Why Dystopian Writers Bring Up The Worst of Our Past

Updated: Mar 11

If you've read more than a few dystopian fiction books, you may have noticed something. Dystopian fiction writers often bring up the worst actions of our past and let it define their future worlds.

I get it. I did it, too. But that's for a future blog post.

I'd like to delve into the why behind the dystopian genre.

But first, some examples from books available now.

Red Rising by Pierce Brown centers on Darrow, a "Red" who transforms through the miracles of future modern medicine into a supernatural Gold, to dismantle an unjust cast system. The Reds are the impoverished, enslaved under-class mining the depths of Mars so that the upper classes, the "Golds" can live comfortable lives. The Gold class restricts the Red class's movements, access to the truth, economic resources, and ability to make their own decisions as a community.

Primitives by Eric Krauss, while set on the Earth, is positively other-worldly. The "primitives" are people who survived a deadly plague only for their minds to devolve into that of an animal, to the point of cannibalism and Neanderthal language and skill sets. A select few of the infected either had natural immunity or had taken a secret vaccine developed by the madman who released the plague. Seth and Sarah unravel the truth of the situation and discover they can heal the minds of the primitives. Of course, they have to battle the madman who set the Earth's cleansing into motion to accomplish their goal.

The Seclusion by Jacqui Castle features ruthless dictators, high walls separating the "privileged" with the outsiders, control over movement and a program to exterminate those who think creatively. Of course, all of this governmental badness resulted from rising sea levels, dwindling natural resources, and rampant pollution.

The common thread through all dystopian novels is evil taken to its logical conclusion.

It's classism in Red Rising. In Primitives, it's privilege and possibly a commentary on scientific advances outside of ethical constraints. Castle's primary target in Seclusion is government corruption and our poor treatment of the Earth.

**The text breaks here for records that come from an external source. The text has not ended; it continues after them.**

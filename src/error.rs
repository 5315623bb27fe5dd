use thiserror::Error;

// Unified error type for kurv.
//
// Numerical degeneracy (zero residual, zero curvature along a search direction) is
// not an error by default: it surfaces as inf/nan in the output vector. The variants
// below cover the fail-fast paths only.

#[derive(Error, Debug)]
pub enum KurvError {
    #[error("dimension mismatch: operator dimension {operator}, vector length {vector}")]
    InvalidDimension { operator: usize, vector: usize },
    #[error("invalid shrinkage configuration: {0}")]
    Configuration(&'static str),
    #[error("degenerate operator detected: {0}")]
    DegenerateOperator(&'static str),
}
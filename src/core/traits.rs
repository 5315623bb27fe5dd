//! Core linear-algebra traits for kurv.

/// A symmetric linear operator accessed through its matrix-vector product: y ← A x.
///
/// This is the whole contract between the solvers in this crate and the caller's
/// curvature model (Fisher, Gauss-Newton, Hessian, ...). The operator is never
/// materialized; one `mvp` call per iteration is the only access pattern.
///
/// Callers guarantee, and implementations may assume without checking:
/// - `mvp` is deterministic and linear in `x`;
/// - the represented matrix is symmetric and approximately positive semidefinite;
/// - any state captured by the implementation (model parameters, minibatch) stays
///   stable for the duration of one spectrum estimation or one solve.
pub trait Operator<V> {
    /// Compute y = A · x.
    fn mvp(&self, x: &V, y: &mut V);
}

/// Inner products & norms.
pub trait InnerProduct<V> {
    /// Associated scalar type.
    type Scalar: Copy + PartialOrd + From<f64>;
    /// Compute dot(x, y).
    fn dot(&self, x: &V, y: &V) -> Self::Scalar;
    /// Compute ‖x‖₂.
    fn norm(&self, x: &V) -> Self::Scalar;
}

/// Uniform indexing into vectors and operators.
pub trait Indexing {
    /// Number of rows (or length for a vector).
    fn nrows(&self) -> usize;
}
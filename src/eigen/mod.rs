//! Operator spectrum estimation.
//!
//! Both estimators approximate eigenvalues of a symmetric operator from
//! matrix-vector products alone, and are interchangeable behind
//! [`SpectrumEstimator`]:
//!
//! - [`LanczosEstimator`]: a single classical Lanczos sweep; cheap, returns up to
//!   `k` Ritz values from one tridiagonalization.
//! - [`RestartedLanczos`]: restarted sweeps with full reorthogonalization,
//!   targeting the `k` largest-magnitude eigenvalues; tolerates non-convergence
//!   by returning the partial result it has.
//!
//! The eigenvalue sample feeds the shrinkage estimator
//! ([`crate::shrinkage::ShrinkageEstimator`]) once per outer optimization step.

use crate::error::KurvError;

/// Operator-based eigenvalue estimators.
pub trait SpectrumEstimator<M, V> {
    /// Associated scalar type.
    type Scalar;
    /// Estimate eigenvalues of `a`, an implicit symmetric operator of dimension `dim`.
    ///
    /// Returns at most `k` values (fewer on early termination), in no guaranteed order.
    fn eigenvalues(&mut self, a: &M, dim: usize) -> Result<Vec<Self::Scalar>, KurvError>;
}

pub mod lanczos;
pub use lanczos::LanczosEstimator;

pub mod restarted;
pub use restarted::RestartedLanczos;

pub mod tridiag;
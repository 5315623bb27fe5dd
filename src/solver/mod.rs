//! Linear solver interface over matrix-free operators.

use crate::utils::convergence::SolveStats;

/// Common interface for solvers of `A·x = b` with operator-only access to `A`.
pub trait LinearSolver<M, V> {
    type Error;
    /// Solve A·x = b, writing the result into `x`.
    /// Returns iteration stats (including convergence info).
    fn solve(
        &mut self,
        a: &M,
        b: &V,
        x: &mut V,
    ) -> Result<SolveStats<<Self as LinearSolver<M, V>>::Scalar>, Self::Error>;
    type Scalar: Copy + PartialOrd + From<f64>;
}

pub mod cg;
pub use cg::ShrunkCgSolver;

Obviously, none of these authors, or other dystopian writers, want our worlds to remain as they are on page one. The hope of the dystopian genre is in societal change, in how ordinary men and women take on the evil in their world, and in the story of life transformation of our heroes and heroines.

The fun is in the story's journey and explains why dystopian is a popular genre.

But dystopian isn't only fun and games. These authors see something alarming in our current world and issue a warning for us through their stories.

If we don't apply the lessons which our favorite characters learn, we could end up in their same "page one" place.

We keep making the same mistakes, despite loathing certain events from our history.

And that is why authors continue to write dystopian literature.